The latter are individual socket pins that fit into a 1mm hole and allow you to mount the eprom at board level without using the extra height of a socket, which hopefully means the board will just about fit inside the case.
They have two problems though, they are expensive & fiddly to fit, so it would be good to find an alternative. As I have been working on a board that combines a QIMI (with PS/2 interface) and Minerva addon into one board, and so needs 68 of those pins (for the ZX8302 & EPROM)
which you plug deeply into oversized drill holes. With most PCB manufacturing specs these days, the copper rest ring should still be sufficient.
For the QL-SD, I didn't do that, because I wanted a strict ground plane, an the one remaining layer didn't leave me enough routing space in case of larger holes.

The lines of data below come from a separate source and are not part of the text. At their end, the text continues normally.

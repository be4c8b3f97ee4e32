//! `PostgreSQL` store.
//!
//! All tables live in the `checkout` schema. Queries are checked at runtime
//! (`sqlx::query_as` with `FromRow`) so the crate builds without a live
//! database.

use sqlx::{PgPool, Postgres, Transaction};

use securecart_core::{OrderId, PaymentId, Price, ProductId, UserId};

use super::{CheckoutStore, StoreError, StoreTx};
use crate::config::IsolationLevel;
use crate::models::{
    CartItem, CartLine, CheckoutLine, NewOrderLine, NewPaymentRecord, NewProduct, Order,
    OrderLine, OrderLineView, PaymentRecord, Product,
};

const PRODUCT_COLUMNS: &str = "id, name, description, price, stock, image_url, created_at";
const ORDER_COLUMNS: &str = "id, user_id, total_price, status, created_at, payment_id";
const PAYMENT_COLUMNS: &str =
    "id, user_id, card_number, card_holder, expiry_date, cvv, created_at";

/// Store backed by a `PostgreSQL` pool.
#[derive(Debug, Clone)]
pub struct PgStore {
    pool: PgPool,
    isolation: IsolationLevel,
}

impl PgStore {
    /// Create a store over an existing pool.
    #[must_use]
    pub const fn new(pool: PgPool, isolation: IsolationLevel) -> Self {
        Self { pool, isolation }
    }
}

impl CheckoutStore for PgStore {
    type Tx = PgTx;

    async fn begin(&self) -> Result<PgTx, StoreError> {
        let mut tx = self.pool.begin().await?;
        sqlx::query(self.isolation.set_transaction_sql())
            .execute(&mut *tx)
            .await?;
        Ok(PgTx { tx })
    }
}

/// An open `PostgreSQL` transaction.
///
/// Dropping it without calling `commit` rolls it back when the connection
/// returns to the pool.
pub struct PgTx {
    tx: Transaction<'static, Postgres>,
}

impl StoreTx for PgTx {
    async fn list_products(&mut self) -> Result<Vec<Product>, StoreError> {
        let rows = sqlx::query_as::<_, Product>(&format!(
            "SELECT {PRODUCT_COLUMNS} FROM checkout.product ORDER BY id"
        ))
        .fetch_all(&mut *self.tx)
        .await?;
        Ok(rows)
    }

    async fn product(&mut self, id: ProductId) -> Result<Option<Product>, StoreError> {
        let row = sqlx::query_as::<_, Product>(&format!(
            "SELECT {PRODUCT_COLUMNS} FROM checkout.product WHERE id = $1"
        ))
        .bind(id)
        .fetch_optional(&mut *self.tx)
        .await?;
        Ok(row)
    }

    async fn insert_product(&mut self, product: &NewProduct) -> Result<Product, StoreError> {
        let row = sqlx::query_as::<_, Product>(&format!(
            r"
            INSERT INTO checkout.product (name, description, price, stock, image_url)
            VALUES ($1, $2, $3, $4, $5)
            RETURNING {PRODUCT_COLUMNS}
            "
        ))
        .bind(&product.name)
        .bind(&product.description)
        .bind(product.price)
        .bind(product.stock)
        .bind(&product.image_url)
        .fetch_one(&mut *self.tx)
        .await?;
        Ok(row)
    }

    async fn update_product(
        &mut self,
        id: ProductId,
        product: &NewProduct,
    ) -> Result<Option<Product>, StoreError> {
        let row = sqlx::query_as::<_, Product>(&format!(
            r"
            UPDATE checkout.product
            SET name = $2, description = $3, price = $4, stock = $5, image_url = $6
            WHERE id = $1
            RETURNING {PRODUCT_COLUMNS}
            "
        ))
        .bind(id)
        .bind(&product.name)
        .bind(&product.description)
        .bind(product.price)
        .bind(product.stock)
        .bind(&product.image_url)
        .fetch_optional(&mut *self.tx)
        .await?;
        Ok(row)
    }

    async fn delete_product(&mut self, id: ProductId) -> Result<bool, StoreError> {
        // cart_line rows cascade; order_line rows block the delete
        let result = sqlx::query("DELETE FROM checkout.product WHERE id = $1")
            .bind(id)
            .execute(&mut *self.tx)
            .await?;
        Ok(result.rows_affected() > 0)
    }

    async fn decrement_stock(&mut self, id: ProductId, quantity: i32) -> Result<bool, StoreError> {
        let result = sqlx::query(
            r"
            UPDATE checkout.product
            SET stock = stock - $2
            WHERE id = $1 AND stock >= $2
            ",
        )
        .bind(id)
        .bind(quantity)
        .execute(&mut *self.tx)
        .await?;
        Ok(result.rows_affected() == 1)
    }

    async fn cart_items(&mut self, user_id: UserId) -> Result<Vec<CartItem>, StoreError> {
        let rows = sqlx::query_as::<_, CartItem>(
            r"
            SELECT c.product_id, p.name, p.price, p.image_url, c.quantity
            FROM checkout.cart_line c
            JOIN checkout.product p ON p.id = c.product_id
            WHERE c.user_id = $1
            ORDER BY c.product_id
            ",
        )
        .bind(user_id)
        .fetch_all(&mut *self.tx)
        .await?;
        Ok(rows)
    }

    async fn cart_line(
        &mut self,
        user_id: UserId,
        product_id: ProductId,
    ) -> Result<Option<CartLine>, StoreError> {
        let row = sqlx::query_as::<_, CartLine>(
            r"
            SELECT user_id, product_id, quantity
            FROM checkout.cart_line
            WHERE user_id = $1 AND product_id = $2
            ",
        )
        .bind(user_id)
        .bind(product_id)
        .fetch_optional(&mut *self.tx)
        .await?;
        Ok(row)
    }

    async fn upsert_cart_line(
        &mut self,
        user_id: UserId,
        product_id: ProductId,
        quantity: i32,
    ) -> Result<CartLine, StoreError> {
        let row = sqlx::query_as::<_, CartLine>(
            r"
            INSERT INTO checkout.cart_line (user_id, product_id, quantity)
            VALUES ($1, $2, $3)
            ON CONFLICT (user_id, product_id) DO UPDATE SET quantity = EXCLUDED.quantity
            RETURNING user_id, product_id, quantity
            ",
        )
        .bind(user_id)
        .bind(product_id)
        .bind(quantity)
        .fetch_one(&mut *self.tx)
        .await?;
        Ok(row)
    }

    async fn delete_cart_line(
        &mut self,
        user_id: UserId,
        product_id: ProductId,
    ) -> Result<bool, StoreError> {
        let result =
            sqlx::query("DELETE FROM checkout.cart_line WHERE user_id = $1 AND product_id = $2")
                .bind(user_id)
                .bind(product_id)
                .execute(&mut *self.tx)
                .await?;
        Ok(result.rows_affected() > 0)
    }

    async fn clear_cart(&mut self, user_id: UserId) -> Result<u64, StoreError> {
        let result = sqlx::query("DELETE FROM checkout.cart_line WHERE user_id = $1")
            .bind(user_id)
            .execute(&mut *self.tx)
            .await?;
        Ok(result.rows_affected())
    }

    async fn lock_checkout_lines(&mut self, user_id: UserId) -> Result<Vec<CheckoutLine>, StoreError> {
        let rows = sqlx::query_as::<_, CheckoutLine>(
            r"
            SELECT c.product_id, c.quantity, p.price, p.stock
            FROM checkout.cart_line c
            JOIN checkout.product p ON p.id = c.product_id
            WHERE c.user_id = $1
            ORDER BY c.product_id
            FOR UPDATE OF p
            ",
        )
        .bind(user_id)
        .fetch_all(&mut *self.tx)
        .await?;
        Ok(rows)
    }

    async fn insert_order(&mut self, user_id: UserId, total_price: Price) -> Result<Order, StoreError> {
        let row = sqlx::query_as::<_, Order>(&format!(
            r"
            INSERT INTO checkout.customer_order (user_id, total_price, status)
            VALUES ($1, $2, 'processing')
            RETURNING {ORDER_COLUMNS}
            "
        ))
        .bind(user_id)
        .bind(total_price)
        .fetch_one(&mut *self.tx)
        .await?;
        Ok(row)
    }

    async fn insert_order_line(
        &mut self,
        order_id: OrderId,
        line: &NewOrderLine,
    ) -> Result<OrderLine, StoreError> {
        let row = sqlx::query_as::<_, OrderLine>(
            r"
            INSERT INTO checkout.order_line (order_id, product_id, quantity, unit_price)
            VALUES ($1, $2, $3, $4)
            RETURNING id, order_id, product_id, quantity, unit_price
            ",
        )
        .bind(order_id)
        .bind(line.product_id)
        .bind(line.quantity)
        .bind(line.unit_price)
        .fetch_one(&mut *self.tx)
        .await?;
        Ok(row)
    }

    async fn order_for_user(
        &mut self,
        order_id: OrderId,
        user_id: UserId,
    ) -> Result<Option<Order>, StoreError> {
        let row = sqlx::query_as::<_, Order>(&format!(
            r"
            SELECT {ORDER_COLUMNS}
            FROM checkout.customer_order
            WHERE id = $1 AND user_id = $2
            FOR UPDATE
            "
        ))
        .bind(order_id)
        .bind(user_id)
        .fetch_optional(&mut *self.tx)
        .await?;
        Ok(row)
    }

    async fn orders_for_user(&mut self, user_id: UserId) -> Result<Vec<Order>, StoreError> {
        let rows = sqlx::query_as::<_, Order>(&format!(
            r"
            SELECT {ORDER_COLUMNS}
            FROM checkout.customer_order
            WHERE user_id = $1
            ORDER BY created_at DESC, id DESC
            "
        ))
        .bind(user_id)
        .fetch_all(&mut *self.tx)
        .await?;
        Ok(rows)
    }

    async fn order_lines(&mut self, order_id: OrderId) -> Result<Vec<OrderLineView>, StoreError> {
        let rows = sqlx::query_as::<_, OrderLineView>(
            r"
            SELECT ol.id, ol.product_id, ol.quantity, ol.unit_price, p.name, p.image_url
            FROM checkout.order_line ol
            JOIN checkout.product p ON p.id = ol.product_id
            WHERE ol.order_id = $1
            ORDER BY ol.id
            ",
        )
        .bind(order_id)
        .fetch_all(&mut *self.tx)
        .await?;
        Ok(rows)
    }

    async fn mark_order_paid(
        &mut self,
        order_id: OrderId,
        payment_id: PaymentId,
    ) -> Result<bool, StoreError> {
        let result = sqlx::query(
            r"
            UPDATE checkout.customer_order
            SET status = 'paid', payment_id = $2
            WHERE id = $1
            ",
        )
        .bind(order_id)
        .bind(payment_id)
        .execute(&mut *self.tx)
        .await?;
        Ok(result.rows_affected() == 1)
    }

    async fn insert_payment(&mut self, payment: &NewPaymentRecord) -> Result<PaymentRecord, StoreError> {
        let row = sqlx::query_as::<_, PaymentRecord>(&format!(
            r"
            INSERT INTO checkout.payment_card (user_id, card_number, card_holder, expiry_date, cvv)
            VALUES ($1, $2, $3, $4, $5)
            RETURNING {PAYMENT_COLUMNS}
            "
        ))
        .bind(payment.user_id)
        .bind(&payment.card_number)
        .bind(&payment.card_holder)
        .bind(&payment.expiry_date)
        .bind(&payment.cvv)
        .fetch_one(&mut *self.tx)
        .await?;
        Ok(row)
    }

    async fn payment_for_user(
        &mut self,
        payment_id: PaymentId,
        user_id: UserId,
    ) -> Result<Option<PaymentRecord>, StoreError> {
        let row = sqlx::query_as::<_, PaymentRecord>(&format!(
            "SELECT {PAYMENT_COLUMNS} FROM checkout.payment_card WHERE id = $1 AND user_id = $2"
        ))
        .bind(payment_id)
        .bind(user_id)
        .fetch_optional(&mut *self.tx)
        .await?;
        Ok(row)
    }

    async fn commit(self) -> Result<(), StoreError> {
        self.tx.commit().await?;
        Ok(())
    }

    async fn rollback(self) -> Result<(), StoreError> {
        self.tx.rollback().await?;
        Ok(())
    }
}
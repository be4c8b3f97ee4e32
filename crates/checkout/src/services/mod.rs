//! Business logic services for checkout.
//!
//! # Services
//!
//! - `orders` - Turn a cart into an order (`OrderEngine`)
//! - `payment` - Record card payments against orders (`PaymentRecorder`)
//! - `catalog` - Product administration (`CatalogService`)
//! - `cart` - Cart line management (`CartService`)
//! - `crypto` - Card data encryption (`EncryptionService`)
//!
//! Every operation runs in its own store transaction through
//! [`run_transaction`], which bounds each attempt by the configured timeout
//! and retries a serialization conflict exactly once.

pub mod cart;
pub mod catalog;
pub mod crypto;
pub mod orders;
pub mod payment;

pub use cart::CartService;
pub use catalog::CatalogService;
pub use crypto::{CryptoError, EncryptionService};
pub use orders::OrderEngine;
pub use payment::PaymentRecorder;

use std::future::Future;

use tracing::warn;

use crate::config::TransactionPolicy;
use crate::db::CheckoutStore;
use crate::error::{CheckoutError, Result};

/// Attempts per operation: the first try plus one retry after a conflict.
pub const MAX_ATTEMPTS: u32 = 2;

/// Run `body` in a fresh transaction, retrying once on a serialization conflict.
///
/// `body` receives the open transaction and must commit it before returning
/// `Ok`. Any error, and any attempt that outlives `policy.timeout`, drops the
/// transaction, which rolls it back.
///
/// # Errors
///
/// Returns whatever `body` fails with, `CheckoutError::Contention` if the
/// retry also conflicts, or `CheckoutError::Timeout` if an attempt runs out
/// of time.
pub async fn run_transaction<S, T, F, Fut>(
    store: &S,
    policy: &TransactionPolicy,
    mut body: F,
) -> Result<T>
where
    S: CheckoutStore,
    F: FnMut(S::Tx) -> Fut,
    Fut: Future<Output = Result<T>>,
{
    let mut attempt = 1;
    loop {
        let outcome = tokio::time::timeout(policy.timeout, async {
            let tx = store.begin().await?;
            body(tx).await
        })
        .await;

        match outcome {
            Err(_) => {
                warn!(attempt, timeout = ?policy.timeout, "transaction timed out and was rolled back");
                return Err(CheckoutError::Timeout);
            }
            Ok(Err(err)) if err.is_retryable() => {
                if attempt >= MAX_ATTEMPTS {
                    warn!(attempt, "transaction conflicted again, giving up");
                    return Err(CheckoutError::Contention);
                }
                warn!(attempt, "transaction conflict, retrying with a fresh transaction");
                attempt += 1;
            }
            Ok(result) => return result,
        }
    }
}
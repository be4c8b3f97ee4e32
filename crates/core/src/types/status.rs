//! Status enums for various entities.

use serde::{Deserialize, Serialize};

/// Lifecycle status of an order.
///
/// Orders are created as `Processing` by checkout and move to `Paid` once a
/// payment record is linked. Status transitions are the only mutation an
/// order sees after creation.
#[derive(Debug, Clone, Copy, PartialEq, Eq, Hash, Serialize, Deserialize, Default)]
#[cfg_attr(feature = "postgres", derive(sqlx::Type))]
#[cfg_attr(
    feature = "postgres",
    sqlx(type_name = "checkout.order_status", rename_all = "lowercase")
)]
#[serde(rename_all = "lowercase")]
pub enum OrderStatus {
    /// Created by checkout, awaiting payment.
    #[default]
    Processing,
    /// A payment record is linked.
    Paid,
    /// Marked failed by an operator.
    Failed,
}

impl OrderStatus {
    /// Whether a payment may still be recorded against an order in this status.
    #[must_use]
    pub const fn is_payable(self) -> bool {
        matches!(self, Self::Processing)
    }

    /// Lowercase wire/database name.
    #[must_use]
    pub const fn as_str(self) -> &'static str {
        match self {
            Self::Processing => "processing",
            Self::Paid => "paid",
            Self::Failed => "failed",
        }
    }
}

impl std::fmt::Display for OrderStatus {
    fn fmt(&self, f: &mut std::fmt::Formatter<'_>) -> std::fmt::Result {
        f.write_str(self.as_str())
    }
}

impl std::str::FromStr for OrderStatus {
    type Err = String;

    fn from_str(s: &str) -> Result<Self, Self::Err> {
        match s {
            "processing" => Ok(Self::Processing),
            "paid" => Ok(Self::Paid),
            "failed" => Ok(Self::Failed),
            _ => Err(format!("invalid order status: {s}")),
        }
    }
}

#[cfg(test)]
mod tests {
    use super::*;

    #[test]
    fn test_round_trips_through_str() {
        for status in [OrderStatus::Processing, OrderStatus::Paid, OrderStatus::Failed] {
            assert_eq!(status.to_string().parse::<OrderStatus>(), Ok(status));
        }
        assert!("shipped".parse::<OrderStatus>().is_err());
    }

    #[test]
    fn test_only_processing_is_payable() {
        assert!(OrderStatus::Processing.is_payable());
        assert!(!OrderStatus::Paid.is_payable());
        assert!(!OrderStatus::Failed.is_payable());
    }

    #[test]
    fn test_serializes_lowercase() {
        let json = serde_json::to_string(&OrderStatus::Paid).expect("serialize");
        assert_eq!(json, "\"paid\"");
    }
}
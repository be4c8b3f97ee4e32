//! CLI command implementations.

pub mod migrate;
pub mod seed;

use std::io::Write;

use serde::Serialize;

use securecart_checkout::{Checkout, CheckoutConfig, PgStore};

/// Load configuration and connect the checkout services to `PostgreSQL`.
///
/// # Errors
///
/// Returns an error if configuration is missing or invalid, or the database
/// is unreachable.
pub async fn connect() -> Result<Checkout<PgStore>, Box<dyn std::error::Error>> {
    let config = CheckoutConfig::from_env()?;
    let checkout = Checkout::connect(&config).await?;
    tracing::debug!(
        isolation = ?config.transaction.isolation,
        timeout = ?config.transaction.timeout,
        "Connected to checkout database"
    );
    Ok(checkout)
}

/// Write `value` to stdout as pretty-printed JSON.
///
/// # Errors
///
/// Returns an error if serialization or the write fails.
pub fn print_json<T: Serialize>(value: &T) -> Result<(), Box<dyn std::error::Error>> {
    let mut stdout = std::io::stdout().lock();
    serde_json::to_writer_pretty(&mut stdout, value)?;
    writeln!(stdout)?;
    Ok(())
}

However, the QL-SD ground plane was more for aesthetic reasons, than being of real use. The layout of the QL mainboard is so much worse anyway.
I use the turned DIL sockets too. They are super-easy to fit. You can also buy the turned pins loose - not in the plastic carrier. If you position them in a turned socket and use it as a jig, you can surface mount them too.
If you're having a PCB house make them, 1.4mm diameter holes work. If you're doing it yourself, make the whole really tiny, so it acts as a pilot for your drill bit
Dave wrote:I use the turned DIL sockets too. They are super-easy to fit. You can also buy the turned pins loose - not in the plastic carrier.
You can? do you have a link for that as it may be much cheaper
If you position them in a turned socket and use it as a jig, you can surface mount them too.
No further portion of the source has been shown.